La Fiscalía del Estado de México acusó a la alcaldesa de Tenancingo, Nancy Nápoles Pacheco, de presuntamente participar en la simulación de su propio secuestro.
¿El objetivo? Según las investigaciones, obtener un rescate de 40 millones de pesos y utilizar recursos para cubrir un presunto desfalco en el Ayuntamiento.
Porque, al parecer, algunos ya no administran municipios; administran argumentos para una serie de suspenso.
La historia empezó a hacer agua
El 31 de mayo, la alcaldesa denunció que la habían privado de la libertad. Sin embargo, la Fiscalía revisó videos y encontró algo que no cuadraba.
Las imágenes, según la autoridad, no muestran violencia, forcejeos, resistencia ni señales de un secuestro.
Es decir, la historia comenzó a derrumbarse más rápido que una promesa de campaña después de las elecciones.
Un escándalo que salpica a todos
La investigación también señala la presunta participación de su esposo, su cuñado y otras personas cercanas a la funcionaria.
Y por si faltaba algo, Nancy Nápoles también preside el Consejo Estatal de Morena en el Estado de México.
La situación ya no es un simple escándalo político. Es un golpe a la credibilidad de las instituciones y a la confianza ciudadana.
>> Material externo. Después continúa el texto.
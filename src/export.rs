use std::{io::Write, path::Path};

use anyhow::{Context, Result};
use log::info;

use crate::{data::Column, filter::ChartView, io_utils};

/// Writes the view as comma-delimited UTF-8 with a header row, columns in
/// `columns` order. Returns the number of data rows written.
pub fn write_view<W: Write>(writer: W, view: &ChartView<'_>, columns: &[Column]) -> Result<usize> {
    let mut writer = io_utils::csv_writer(writer);
    writer
        .write_record(columns.iter().map(Column::header))
        .context("Writing export headers")?;
    for (idx, entry) in view.entries().iter().enumerate() {
        writer
            .write_record(columns.iter().map(|column| entry.value(*column)))
            .with_context(|| format!("Writing export row {}", idx + 1))?;
    }
    writer.flush().context("Flushing export")?;
    Ok(view.len())
}

pub fn export_to_bytes(view: &ChartView<'_>, columns: &[Column]) -> Result<Vec<u8>> {
    let mut buffer = Vec::new();
    write_view(&mut buffer, view, columns)?;
    Ok(buffer)
}

/// Exports to a file, or to stdout when `path` is `-`.
pub fn export_to_path(path: &Path, view: &ChartView<'_>, columns: &[Column]) -> Result<usize> {
    let writer = io_utils::open_output(Some(path))?;
    let rows = write_view(writer, view, columns)
        .with_context(|| format!("Exporting to {path:?}"))?;
    info!("Exported {rows} row(s) to {path:?}");
    Ok(rows)
}
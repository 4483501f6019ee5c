//! Output helpers shared by the subcommands.

use std::{
    fmt::Display,
    io::{Write, stdout},
};

use tabwriter::TabWriter;

/// Renders an optional field, `-` when absent.
pub fn show<T: Display>(value: Option<T>) -> String {
    value.map_or_else(|| "-".to_owned(), |value| value.to_string())
}

/// Prints tab separated `rows` under `header` as aligned columns.
pub fn print_table<I>(header: &str, rows: I) -> anyhow::Result<()>
where
    I: IntoIterator<Item = String>,
{
    write_table(stdout(), header, rows)
}

/// Writes tab separated `rows` under `header` to `out`, aligned.
pub fn write_table<W, I>(out: W, header: &str, rows: I) -> anyhow::Result<()>
where
    W: Write,
    I: IntoIterator<Item = String>,
{
    let mut writer = TabWriter::new(out);
    writeln!(&mut writer, "{header}")?;
    for row in rows {
        writeln!(&mut writer, "{row}")?;
    }
    writer.flush()?;
    Ok(())
}

#[cfg(test)]
mod tests {
    use super::*;

    #[test]
    fn test_show() {
        assert_eq!(show(Some(12)), "12");
        assert_eq!(show(Some("#2PP")), "#2PP");
        assert_eq!(show::<i64>(None), "-");
    }

    #[test]
    fn test_table_columns_align() {
        let mut out = Vec::new();
        write_table(
            &mut out,
            "tag\tname\tlevel",
            ["#2PP\tLegends\t20".to_owned(), "#ABCDEF\tx\t3".to_owned()],
        )
        .unwrap();

        let text = String::from_utf8(out).unwrap();
        let lines: Vec<&str> = text.lines().collect();
        assert_eq!(lines.len(), 3);
        assert!(!text.contains('\t'));

        let name_col = lines[0].find("name").unwrap();
        assert_eq!(lines[1].find("Legends"), Some(name_col));
        assert_eq!(lines[2].find('x'), Some(name_col));
        assert!(name_col > "#ABCDEF".len());

        let level_col = lines[0].find("level").unwrap();
        assert_eq!(lines[1].find("20"), Some(level_col));
        assert_eq!(lines[2].rfind('3'), Some(level_col));
    }
}
use clap::{Args, Parser, Subcommand};
use cocsdk::{ClanSearch, Client, Config, Rankings};
use enum_dispatch::enum_dispatch;
use url::Url;

use crate::utils::{print_table, show};

mod utils;

#[derive(Parser)]
#[command(author, version)]
struct Cli {
    /// API token from the developer portal.
    #[arg(long, env = "COC_API_TOKEN", hide_env_values = true)]
    token: String,
    /// Alternative API root, e.g. a proxy.
    #[arg(long, env = "COC_API_URL")]
    url: Option<Url>,
    /// Log requests to stderr.
    #[arg(short, long)]
    verbose: bool,
    #[command(subcommand)]
    command: Commands,
}

#[enum_dispatch]
trait Run {
    async fn run(&self, client: &Client) -> anyhow::Result<()>;
}

#[derive(Subcommand)]
#[enum_dispatch(Run)]
enum Commands {
    /// Show a clan and its members
    Clan(ClanCmd),
    /// Search clans by name
    Search(SearchCmd),
    /// Show a clan's current war
    War(WarCmd),
    /// List a clan's finished wars
    WarLog(WarLogCmd),
    /// Show a player's profile
    Player(PlayerCmd),
    /// List locations
    Locations(LocationsCmd),
    /// Show clan or player rankings for a location
    Rankings(RankingsCmd),
    /// List trophy leagues
    Leagues(LeaguesCmd),
}

#[tokio::main]
async fn main() -> anyhow::Result<()> {
    let _ = dotenvy::dotenv();
    let args = Cli::parse();

    if args.verbose {
        let _ = simple_logger::init_with_level(log::Level::Debug);
    }

    let mut config = Config::new(args.token);
    if let Some(url) = args.url {
        config = config.with_url(url);
    }
    let client = Client::from_config(config);

    args.command.run(&client).await
}

#[derive(Args)]
struct ClanCmd {
    /// Clan tag, e.g. `#2PP`.
    tag: String,
}

impl Run for ClanCmd {
    async fn run(&self, client: &Client) -> anyhow::Result<()> {
        let clan = client.clan(&self.tag).await?;

        println!("{} {}", show(clan.tag()?), show(clan.name()?));
        println!("level:    {}", show(clan.clan_level()?));
        println!("points:   {}", show(clan.clan_points()?));
        println!(
            "location: {}",
            show(clan.location()?.map(|l| l.name()).transpose()?.flatten())
        );
        println!(
            "wars:     {} won / {} tied / {} lost, streak {}",
            show(clan.war_wins()?),
            show(clan.war_ties()?),
            show(clan.war_losses()?),
            show(clan.war_win_streak()?),
        );
        println!("members:  {}\n", show(clan.members_count()?));

        let Some(members) = clan.member_list()? else {
            return Ok(());
        };
        let mut rows = Vec::with_capacity(members.len());
        for member in members {
            rows.push(format!(
                "{}\t{}\t{}\t{}\t{}\t{}",
                show(member.clan_rank()?),
                show(member.tag()?),
                show(member.name()?),
                show(member.role()?),
                show(member.trophies()?),
                show(member.donations()?),
            ));
        }
        print_table("rank\ttag\tname\trole\ttrophies\tdonations", rows)
    }
}

#[derive(Args)]
struct SearchCmd {
    /// Clan name, at least three characters.
    name: String,
    /// Maximum number of results.
    #[arg(short, long, default_value_t = 20)]
    limit: u32,
    #[arg(long)]
    min_members: Option<u32>,
    /// Location id.
    #[arg(long)]
    location: Option<u64>,
}

impl Run for SearchCmd {
    async fn run(&self, client: &Client) -> anyhow::Result<()> {
        let mut search = ClanSearch::new().name(&self.name).limit(self.limit);
        if let Some(count) = self.min_members {
            search = search.min_members(count);
        }
        if let Some(id) = self.location {
            search = search.location_id(id);
        }

        let mut rows = Vec::new();
        for clan in client.clans(search).await? {
            rows.push(format!(
                "{}\t{}\t{}\t{}\t{}",
                show(clan.tag()?),
                show(clan.name()?),
                show(clan.clan_level()?),
                show(clan.members_count()?),
                show(clan.clan_points()?),
            ));
        }
        print_table("tag\tname\tlevel\tmembers\tpoints", rows)
    }
}

#[derive(Args)]
struct WarCmd {
    tag: String,
}

impl Run for WarCmd {
    async fn run(&self, client: &Client) -> anyhow::Result<()> {
        let war = client.clan_current_war(&self.tag).await?;
        println!("state: {}", show(war.state()?));
        if !war.is_in_war()? {
            return Ok(());
        }
        println!("ends:  {}\n", show(war.end_time()?));

        let mut rows = Vec::new();
        for side in [war.clan()?, war.opponent()?].into_iter().flatten() {
            rows.push(format!(
                "{}\t{}\t{}\t{}\t{}",
                show(side.tag()?),
                show(side.name()?),
                show(side.stars()?),
                show(side.destruction_percentage()?),
                show(side.attacks()?),
            ));
        }
        print_table("tag\tname\tstars\tdestruction\tattacks", rows)
    }
}

#[derive(Args)]
struct WarLogCmd {
    tag: String,
}

impl Run for WarLogCmd {
    async fn run(&self, client: &Client) -> anyhow::Result<()> {
        let mut rows = Vec::new();
        for war in client.clan_war_log(&self.tag).await? {
            let opponent = war.opponent()?;
            rows.push(format!(
                "{}\t{}\t{}\t{}\t{}",
                show(war.end_time()?.map(|t| t.date_naive())),
                show(war.result()?),
                show(war.team_size()?),
                show(war.clan()?.map(|c| c.stars()).transpose()?.flatten()),
                show(opponent.map(|c| c.name()).transpose()?.flatten()),
            ));
        }
        print_table("date\tresult\tsize\tstars\topponent", rows)
    }
}

#[derive(Args)]
struct PlayerCmd {
    tag: String,
}

impl Run for PlayerCmd {
    async fn run(&self, client: &Client) -> anyhow::Result<()> {
        let player = client.player(&self.tag).await?;

        println!("{} {}", show(player.tag()?), show(player.name()?));
        println!("town hall: {}", show(player.town_hall_level()?));
        println!("trophies:  {} (best {})", show(player.trophies()?), show(player.best_trophies()?));
        println!("war stars: {}", show(player.war_stars()?));
        println!(
            "league:    {}",
            show(player.league()?.map(|l| l.name()).transpose()?.flatten())
        );
        println!(
            "clan:      {}\n",
            show(player.clan()?.map(|c| c.name()).transpose()?.flatten())
        );

        let mut rows = Vec::new();
        for (kind, units) in [
            ("hero", player.heroes()?),
            ("troop", player.troops()?),
            ("spell", player.spells()?),
        ] {
            for unit in units.unwrap_or_default() {
                rows.push(format!(
                    "{kind}\t{}\t{}\t{}\t{}",
                    show(unit.name()?),
                    show(unit.village()?),
                    show(unit.level()?),
                    show(unit.max_level()?),
                ));
            }
        }
        print_table("kind\tname\tvillage\tlevel\tmax", rows)
    }
}

#[derive(Args)]
struct LocationsCmd;

impl Run for LocationsCmd {
    async fn run(&self, client: &Client) -> anyhow::Result<()> {
        let mut rows = Vec::new();
        for location in client.locations().await? {
            rows.push(format!(
                "{}\t{}\t{}",
                show(location.id()?),
                show(location.name()?),
                show(location.country_code()?),
            ));
        }
        print_table("id\tname\tcountry", rows)
    }
}

#[derive(Args)]
struct RankingsCmd {
    /// Location id or `global`.
    location: String,
    /// Ranking id: `clans`, `players`, ...
    #[arg(default_value = "clans")]
    ranking: String,
    /// Number of entries to show.
    #[arg(short, long, default_value_t = 25)]
    top: usize,
}

impl Run for RankingsCmd {
    async fn run(&self, client: &Client) -> anyhow::Result<()> {
        let mut rows = Vec::new();
        match client.rankings(&self.location, &self.ranking).await? {
            Rankings::Clans(clans) => {
                for clan in clans.iter().take(self.top) {
                    rows.push(format!(
                        "{}\t{}\t{}\t{}",
                        show(clan.rank()?),
                        show(clan.tag()?),
                        show(clan.name()?),
                        show(clan.clan_points()?),
                    ));
                }
            }
            Rankings::Players(players) => {
                for player in players.iter().take(self.top) {
                    rows.push(format!(
                        "{}\t{}\t{}\t{}",
                        show(player.rank()?),
                        show(player.tag()?),
                        show(player.name()?),
                        show(player.trophies()?),
                    ));
                }
            }
        }
        print_table("rank\ttag\tname\tscore", rows)
    }
}

#[derive(Args)]
struct LeaguesCmd;

impl Run for LeaguesCmd {
    async fn run(&self, client: &Client) -> anyhow::Result<()> {
        let mut rows = Vec::new();
        for league in client.leagues().await? {
            rows.push(format!("{}\t{}", show(league.id()?), show(league.name()?)));
        }
        print_table("id\tname", rows)
    }
}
Porque mientras la gente hace malabares para pagar la renta, los servicios y los impuestos, las autoridades terminan protagonizando casos que parecen escritos por alguien con exceso de imaginación.
La política mexicana sigue compitiendo contra sí misma
Si las acusaciones se comprueban, el problema ya no será solo un presunto delito. El verdadero problema será el mensaje que deja.
La ciudadanía espera gobernantes que resuelvan problemas, no funcionarios que terminen involucrados en historias dignas de una serie.
La audiencia se realizará el próximo 9 de julio. Ahí, un juez determinará las medidas cautelares y el rumbo del proceso.
Mientras tanto, millones de mexicanos observan, incrédulos, cómo la política nacional vuelve a demostrar que la realidad supera a la ficción.